Effect of ionic liquid on crystallization kinetics and crystal form transition of poly(vinylidene fluoride) blends

Semicrystalline poly(vinylidene fluoride) (PVDF) incorporated with ionic liquids(IL) exhibits applicability as electrolyte. In this paper, crystallization kinetics and crystal form transition of PVDF blending with ionic liquid (1-hexyl-3-methylimidazolium chloride, [HMIM]Cl) were studied by using differential scanning calorimetry, Fourier transform infrared spectroscopy (FTIR), and X-ray scattering. Tg of the PVDF/[HMIM]Cl blends are higher than that of the pure PVDF, suggesting the strong interaction between [HMIM]Cl and molecular chains of PVDF. With the ionic liquid content increased, both the conductivities of solvent casting and reheated films increased with little difference between them when the [HMIM]Cl content is same.
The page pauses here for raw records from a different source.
//! Adaptive diagnostic session engine.
//!
//! A session walks one learner through a form's decision graph:
//!
//! ```text
//! start ──► SessionManager ──► DecisionEngine ──► ConfidenceAggregator
//!                │                                        │
//!                └──────── terminal? ──► ResultSynthesizer ┘
//! ```
//!
//! Every submit is one optimistic read-modify-write of the session record.
//! The terminal step writes the session and its result together.

mod aggregator;
mod clock;
mod decision;
mod manager;
mod state;
mod synthesis;
mod view;

pub use aggregator::{primary_misconception, ConfidenceAggregator, EvidenceUpdate};
pub use clock::{Clock, SystemClock};
pub use decision::{confirming_tag, DecisionEngine, DecisionState, Transition};
pub use manager::{
    SessionManager, SessionStart, SubmitOutcome, SubmitRequest, DEFAULT_RESULTS_LIMIT,
};
pub use state::{
    DiagnosticResult, EvidenceRecord, Progress, SessionState, SessionStatus, Severity,
    StepRecord, TerminationReason,
};
pub use synthesis::ResultSynthesizer;
pub use view::{NodeView, OptionView};

#[cfg(test)]
pub(crate) use clock::MockClock;
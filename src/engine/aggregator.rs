//! Evidence accumulation and misconception confirmation.

use super::decision::confirming_tag;
use super::state::{EvidenceRecord, SessionState};
use crate::form::{DecisionEdge, NodeRef};

/// What a single answer changed in the evidence.
#[derive(Debug, Clone, Default, PartialEq)]
pub struct EvidenceUpdate {
    pub evidence: Option<EvidenceRecord>,
    /// Tag corroborated by this answer.
    pub corroborated: Option<String>,
    /// Tags promoted to confirmed by this answer.
    pub newly_confirmed: Vec<String>,
}

/// Folds answers into per-tag confidence.
///
/// Confidence for a tag only ever grows and saturates at 1.0. A tag is
/// confirmed once it reaches the threshold and a confirming probe has
/// corroborated it.
#[derive(Debug, Clone, Copy)]
pub struct ConfidenceAggregator {
    confirmation_threshold: f64,
}

impl ConfidenceAggregator {
    pub fn new(confirmation_threshold: f64) -> Self {
        Self {
            confirmation_threshold,
        }
    }

    /// Apply the evidence of `option_id` chosen on `node`.
    pub fn apply(
        &self,
        state: &mut SessionState,
        node: NodeRef<'_>,
        edge: Option<&DecisionEdge>,
        option_id: &str,
    ) -> EvidenceUpdate {
        let mut update = EvidenceUpdate::default();

        if let Some(distractor) = node.distractor(option_id) {
            let delta = edge.map(DecisionEdge::delta).unwrap_or(1.0).max(0.0);
            let contribution = distractor.confidence_weight.max(0.0) * delta;
            if contribution > 0.0 {
                let tag = distractor.misconception_tag.clone();
                let confidence = state
                    .suspected_misconceptions
                    .entry(tag.clone())
                    .or_insert(0.0);
                *confidence = (*confidence + contribution).min(1.0).max(*confidence);

                let record = EvidenceRecord {
                    node_id: node.id().to_string(),
                    option_id: option_id.to_string(),
                    misconception_tag: tag,
                    contribution,
                    confidence_after: *confidence,
                };
                state.evidence.push(record.clone());
                update.evidence = Some(record);
            }
        }

        if let Some(tag) = confirming_tag(node, option_id) {
            if !state.is_corroborated(tag) {
                state.corroborated_misconceptions.push(tag.to_string());
            }
            update.corroborated = Some(tag.to_string());
        }

        let promotable: Vec<String> = state
            .trigger_order()
            .into_iter()
            .filter(|tag| {
                !state.is_confirmed(tag)
                    && state.is_corroborated(tag)
                    && state.confidence(tag) >= self.confirmation_threshold
            })
            .map(str::to_string)
            .collect();
        for tag in promotable {
            state.confirmed_misconceptions.push(tag.clone());
            update.newly_confirmed.push(tag);
        }

        update
    }
}

/// Confirmed tag with the highest confidence.
///
/// Ties go to the tag whose first evidence came earliest.
pub fn primary_misconception(state: &SessionState) -> Option<&str> {
    let mut best: Option<(&str, f64, usize)> = None;
    for tag in &state.confirmed_misconceptions {
        let confidence = state.confidence(tag);
        let first = state.first_trigger_index(tag).unwrap_or(usize::MAX);
        let better = match best {
            None => true,
            Some((_, best_conf, best_first)) => {
                confidence > best_conf || (confidence == best_conf && first < best_first)
            }
        };
        if better {
            best = Some((tag.as_str(), confidence, first));
        }
    }
    best.map(|(tag, _, _)| tag)
}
For normalization, we introduce relative time t r to replace t to eliminate the influence of cooling rate. Pure PVDF had the fastest crystallization rate through the crystallization kinetics. By addition of the [HMIM]Cl, the t r1/2 has a positive correlation, while the X tA has negative correlation with the degree of crystallization of the PVDF/[HMIM]Cl blends. What’s more, [HMIM]Cl promotes the formation of PVDF β phase during the recrystallization process, which is confirmed by FTIR and X-ray scattering. This study gives a clue for the development of high-quality gel polymer electrolytes.